Gardeny Castle (Castell de Gardeny) is a 12th-century Romanesque fort built by the Knights Templar at Lleida. Located on a neighbouring hill, just over a mile away, from Lleida's main fortress, the Castle of La Suda, Gardeny defended the only accessible side of that castle. Although by the 20th century, the only buildings left standing were the palace and the church of Santa María de Gardeny, at right angles to each other, the castle grounds originally had several other buildings that were destroyed during the wars of the 17th and 18th centuries. Archaeological studies from 2005 show that the palace and church were originally constructed as two separate buildings, later joined by a corridor or sacristy.

François Collignon's contemporary (after 1647 but before 1687) middle oblique view of the start of the siege of Lleida (1647) shows, among other details, the location of Gardeny in relation to the citadel—containing Lleida's principal castle, the old cathedral and the bishop's palace—within the city walls.

In the 19th century, at the time of Suchet's siege of the Lleida and its two castles, La Suda and Gardeny, the area also had the two strong fortifications of San Fernando and Pilar.

==History==
Although there is no documentary evidence of Gardeny from Islamic times, it seems likely that there had been some kind of Andalusian fortress at that location at some moment. It is, however, documented that Alfonso the Battler had fortified the hill in 1123, although he later abandoned it. No trace of that fortress remains.

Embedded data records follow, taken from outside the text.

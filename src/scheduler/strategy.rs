//! Constructive assignment strategies.
//!
//! # Algorithm (`RandomizedGreedy`)
//!
//! 1. Shuffle the show order (Fisher–Yates).
//! 2. For each show, shuffle the roles, then stable-sort them by scarcity
//!    (fewest eligible performers first).
//! 3. For each role, collect every performer the [`ConstraintChecker`]
//!    accepts and pick among the least loaded (within one show of the
//!    minimum) at random.
//! 4. A role with no legal candidate fails the whole attempt. There is no
//!    per-decision backtracking; the caller retries from scratch.
//! 5. With every role filled, rank the remaining performers for OFF.
//!
//! # Complexity
//! O(s * r * p) per attempt, where s=shows, r=roles, p=performers.

use rand::seq::{IndexedRandom, SliceRandom};
use rand::{Rng, RngCore};
use std::fmt::Debug;

use super::constraints::ConstraintChecker;
use super::off_selection::choose_off;
use super::{ShowIndex, WorkingSchedule};
use crate::config::SchedulerConfig;
use crate::models::{CastMember, Role, RoleCatalog};

/// Read-only inputs for one attempt.
#[derive(Debug, Clone)]
pub struct GenerationContext<'a> {
    /// Show order for this attempt.
    pub index: &'a ShowIndex,
    /// Roster.
    pub cast: &'a [CastMember],
    /// Roles to fill.
    pub catalog: &'a RoleCatalog,
    /// Limits.
    pub config: &'a SchedulerConfig,
    scarcity: Vec<(Role, usize)>,
}

impl<'a> GenerationContext<'a> {
    /// Creates a context, counting eligible performers per role.
    pub fn new(
        index: &'a ShowIndex,
        cast: &'a [CastMember],
        catalog: &'a RoleCatalog,
        config: &'a SchedulerConfig,
    ) -> Self {
        let scarcity = catalog
            .roles()
            .map(|role| {
                let eligible = cast.iter().filter(|m| m.can_play(role, catalog)).count();
                (role, eligible)
            })
            .collect();
        Self {
            index,
            cast,
            catalog,
            config,
            scarcity,
        }
    }

    /// Constraint checker over this context.
    pub fn checker(&self) -> ConstraintChecker<'a> {
        ConstraintChecker::new(self.index, self.catalog, self.config)
    }

    /// Number of performers eligible for a role.
    pub fn eligible_count(&self, role: Role) -> usize {
        self.scarcity
            .iter()
            .find(|(r, _)| *r == role)
            .map_or(0, |(_, n)| *n)
    }

    /// Catalog roles, scarcest first. Ties keep catalog order.
    pub fn roles_by_scarcity(&self) -> Vec<Role> {
        let mut roles: Vec<(Role, usize)> = self.scarcity.clone();
        roles.sort_by_key(|&(_, n)| n);
        roles.into_iter().map(|(r, _)| r).collect()
    }

    /// Catalog roles shuffled, then scarcest first. Ties stay shuffled.
    pub fn shuffled_roles_by_scarcity<R: Rng + ?Sized>(&self, rng: &mut R) -> Vec<Role> {
        let mut roles: Vec<(Role, usize)> = self.scarcity.clone();
        roles.shuffle(rng);
        roles.sort_by_key(|&(_, n)| n);
        roles.into_iter().map(|(r, _)| r).collect()
    }

    /// Number of performers OFF in every fully staffed show.
    pub fn off_per_show(&self) -> usize {
        self.cast.len().saturating_sub(self.catalog.role_count())
    }
}

/// A constructive search that tries to fill a whole week in one pass.
///
/// `attempt` starts from an empty [`WorkingSchedule`] and reports whether
/// every role in every show was filled. Retrying is the caller's job.
pub trait AssignmentStrategy: Debug {
    /// Strategy name.
    fn name(&self) -> &'static str;

    /// Fills `schedule`. Returns `false` as soon as a slot cannot be filled.
    fn attempt(
        &self,
        ctx: &GenerationContext<'_>,
        schedule: &mut WorkingSchedule,
        rng: &mut dyn RngCore,
    ) -> bool;
}

/// Picks a performer among the least loaded, allowing `slack` extra shows.
///
/// With `slack = 1`, anyone within one show of the minimum is equally
/// likely.
pub fn pick_balanced<'c, R: Rng + ?Sized>(
    candidates: &[&'c CastMember],
    schedule: &WorkingSchedule,
    slack: usize,
    rng: &mut R,
) -> Option<&'c CastMember> {
    let min = candidates
        .iter()
        .map(|m| schedule.show_count_for(&m.name))
        .min()?;
    let pool: Vec<&'c CastMember> = candidates
        .iter()
        .copied()
        .filter(|m| schedule.show_count_for(&m.name) <= min + slack)
        .collect();
    pool.choose(rng).copied()
}

/// Randomized greedy fill with load-balanced tie-breaking.
#[derive(Debug, Clone, Copy, Default)]
pub struct RandomizedGreedy;

impl AssignmentStrategy for RandomizedGreedy {
    fn name(&self) -> &'static str {
        "randomized-greedy"
    }

    fn attempt(
        &self,
        ctx: &GenerationContext<'_>,
        schedule: &mut WorkingSchedule,
        rng: &mut dyn RngCore,
    ) -> bool {
        let checker = ctx.checker();
        let mut order: Vec<usize> = (0..ctx.index.len()).collect();
        order.shuffle(rng);

        for &show in &order {
            for role in ctx.shuffled_roles_by_scarcity(rng) {
                let candidates: Vec<&CastMember> = ctx
                    .cast
                    .iter()
                    .filter(|m| checker.can_assign(schedule, m, show, role))
                    .collect();
                let Some(chosen) = pick_balanced(&candidates, schedule, 1, rng) else {
                    tracing::trace!(
                        show = %ctx.index.show(show).id,
                        role = %role,
                        "no legal candidate"
                    );
                    return false;
                };
                schedule.assign(show, role, &chosen.name);
            }
        }

        for show in 0..ctx.index.len() {
            let off = choose_off(ctx, schedule, show, rng);
            schedule.set_off(show, off);
        }
        true
    }
}
use claude_code_talk::{content, App};

fn main() {
    console_error_panic_hook::set_once();
    wasm_logger::init(wasm_logger::Config::default());
    log::info!("mounting \"{}\"", content::TITLE);

    yew::Renderer::<App>::new().render();
}
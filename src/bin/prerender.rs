// Renders the page once through Yew SSR and prints a complete HTML document,
// for hosts that only serve static files:
//
//   cargo run --features prerender --bin prerender > dist/index.html

use std::io::Write;

use claude_code_talk::{document, render_static};
use tracing_subscriber::EnvFilter;

#[tokio::main(flavor = "current_thread")]
async fn main() -> std::io::Result<()> {
    // stdout carries the document, so logs go to stderr.
    tracing_subscriber::fmt()
        .with_env_filter(EnvFilter::try_from_default_env().unwrap_or_else(|_| EnvFilter::new("info")))
        .with_writer(std::io::stderr)
        .init();

    let body = render_static().await;
    log::info!("rendered {} bytes of markup", body.len());

    let mut out = std::io::stdout().lock();
    out.write_all(document(&body).as_bytes())?;
    out.flush()
}
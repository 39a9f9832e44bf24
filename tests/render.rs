use claude_code_talk::content::{self, ACTIONS, LOGO};
use claude_code_talk::{document, render_static, theme, App};
use yew::prelude::*;

async fn render() -> String {
    render_static().await
}

/// Opening tags named `name`, e.g. `<a class="..." href="...">`.
fn tags<'a>(html: &'a str, name: &str) -> Vec<&'a str> {
    let open = format!("<{name}");
    html.match_indices(&open)
        .filter(|(at, _)| {
            matches!(html[at + open.len()..].chars().next(), Some(' ' | '>' | '/'))
        })
        .map(|(at, _)| {
            let end = html[at..].find('>').expect("unterminated tag");
            &html[at..=at + end]
        })
        .collect()
}

#[tokio::test]
async fn renders_one_logo_with_fixed_size() {
    let html = render().await;
    let imgs = tags(&html, "img");
    assert_eq!(imgs.len(), 1, "{html}");

    let img = imgs[0];
    assert!(img.contains(&format!(r#"src="{}""#, LOGO.src)));
    assert!(img.contains(r#"alt="Datacor logo""#));
    assert!(img.contains(r#"width="190""#));
    assert!(img.contains(r#"height="34""#));
    assert!(img.contains(r#"loading="eager""#));
    assert!(img.contains(r#"fetchpriority="high""#));
}

#[tokio::test]
async fn renders_two_safe_outbound_links_in_order() {
    let html = render().await;
    let links = tags(&html, "a");
    assert_eq!(links.len(), 2, "{html}");

    let expected = ["https://claude.ai/code", "https://github.com/anthropics/claude-code"];
    for (link, href) in links.iter().zip(expected) {
        assert!(link.contains(&format!(r#"href="{href}""#)), "{link}");
        assert!(link.contains(r#"target="_blank""#), "{link}");
        assert!(link.contains(r#"rel="noopener noreferrer""#), "{link}");
    }

    assert!(links[0].contains("btn-primary"));
    assert!(links[1].contains("btn-secondary"));
    for action in ACTIONS {
        assert!(html.contains(&format!(">{}</a>", action.label)));
    }
}

#[tokio::test]
async fn renders_heading_and_copy() {
    let html = render().await;
    assert_eq!(tags(&html, "h1").len(), 1);
    assert!(html.contains(&format!(">{}</h1>", content::TITLE)));
    assert!(html.contains(&format!(">{}</p>", content::SUBTITLE)));
    assert!(html.contains(&format!(">{}</p>", content::BYLINE)));
}

#[tokio::test]
async fn embeds_the_stylesheet() {
    let html = render().await;
    assert_eq!(tags(&html, "style").len(), 1);
    assert!(html.contains(&theme::stylesheet()));
}

#[tokio::test]
async fn rerendering_is_identical() {
    let first = render().await;
    let second = render().await;
    assert_eq!(first, second);
}

#[derive(Properties, PartialEq)]
struct InjectedProps {
    value: String,
}

#[function_component(Injected)]
fn injected(props: &InjectedProps) -> Html {
    html! {
        <ContextProvider<String> context={props.value.clone()}>
            <App />
        </ContextProvider<String>>
    }
}

#[tokio::test]
async fn ignores_injected_context() {
    let plain = render().await;
    let injected = yew::ServerRenderer::<Injected>::with_props(|| InjectedProps {
        value: "dark-mode please".to_string(),
    })
    .hydratable(false)
    .render()
    .await;
    assert_eq!(plain, injected);
}

#[tokio::test]
async fn static_markup_has_no_hydration_markers() {
    let html = render().await;
    assert!(!html.contains("<!--"), "{html}");
    assert!(!html.contains("claude_code_talk::"), "{html}");
    assert!(html.starts_with(r#"<div class="page">"#), "{html}");
}

#[tokio::test]
async fn document_wraps_rendered_body() {
    let body = render().await;
    let doc = document(&body);
    assert!(doc.starts_with("<!DOCTYPE html>"));
    assert!(doc.contains(r#"<html lang="en">"#));
    assert!(doc.contains(r#"<meta charset="utf-8">"#));
    assert!(doc.contains(&format!("<title>{}</title>", content::TITLE)));
    assert!(doc.contains(&format!("<body>{body}</body>")));
}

Belonging to Ermengol VI, Count of Urgell, from when he captured it in around 1147, the fort had probably been built by around 1122 under Alfonso the Battler during a previous siege on the town. Ramon Berenguer IV, Count of Barcelona likely stayed there in 1149 during his successful seven-month siege.

During the Reapers' War and the War of the Spanish Succession, some buildings from the Templar (12th-14th centuries) and Hospitaller (14th-17th centuries) eras were demolished and other medieval fortifications were modified, including surrounding the complex with Vaubanian bastions, a double enclosure and adding a mock barbican.